§ **INSTRUCTIONS TO FOLLOW**: Report how many lines in the records hold the string "Deserialize"; give the number and nothing else.

THE DATA Start Marker

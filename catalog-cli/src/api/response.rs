//! Uniform response envelope
//!
//! Every command result is wrapped into `{ code, message, data, errors }`
//! the same way regardless of which handler produced it:
//! - `message` is the body's `message`, or "Success"
//! - `data` is the whole body for 200/201, otherwise null
//! - `errors` is the body's `errors` for 422, otherwise null

use anyhow::{Context, Result};
use serde::{Deserialize, Serialize};
use serde_json::{Value, json};

use super::validation::ValidationErrors;

pub const STATUS_OK: u16 = 200;
pub const STATUS_CREATED: u16 = 201;
pub const STATUS_NOT_FOUND: u16 = 404;
pub const STATUS_UNPROCESSABLE: u16 = 422;
pub const STATUS_SERVER_ERROR: u16 = 500;

#[derive(Debug, Clone, PartialEq, Serialize, Deserialize)]
pub struct ApiResponse {
    pub code: u16,
    pub message: String,
    pub data: Option<Value>,
    pub errors: Option<Value>,
}

impl ApiResponse {
    /// Wrap a raw `(status, body)` pair
    pub fn wrap(status: u16, body: Value) -> Self {
        let message = body
            .get("message")
            .and_then(Value::as_str)
            .unwrap_or("Success")
            .to_string();

        let data = match status {
            STATUS_OK | STATUS_CREATED => Some(body.clone()),
            _ => None,
        };

        let errors = if status == STATUS_UNPROCESSABLE {
            body.get("errors").cloned()
        } else {
            None
        };

        Self {
            code: status,
            message,
            data,
            errors,
        }
    }

    pub fn ok<T: Serialize>(body: &T) -> Result<Self> {
        let body = serde_json::to_value(body).context("Failed to serialize response body")?;
        Ok(Self::wrap(STATUS_OK, body))
    }

    pub fn created<T: Serialize>(body: &T) -> Result<Self> {
        let body = serde_json::to_value(body).context("Failed to serialize response body")?;
        Ok(Self::wrap(STATUS_CREATED, body))
    }

    pub fn validation_failed(errors: &ValidationErrors) -> Self {
        Self::wrap(
            STATUS_UNPROCESSABLE,
            json!({
                "message": errors.to_string(),
                "errors": errors,
            }),
        )
    }

    pub fn not_found(message: impl Into<String>) -> Self {
        Self::wrap(STATUS_NOT_FOUND, json!({ "message": message.into() }))
    }

    pub fn server_error(message: impl Into<String>) -> Self {
        Self::wrap(STATUS_SERVER_ERROR, json!({ "message": message.into() }))
    }

    pub fn is_success(&self) -> bool {
        (200..300).contains(&self.code)
    }

    pub fn to_pretty_json(&self) -> Result<String> {
        serde_json::to_string_pretty(self).context("Failed to serialize response")
    }
}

THE DATA End Marker

§ **REPLY**: 2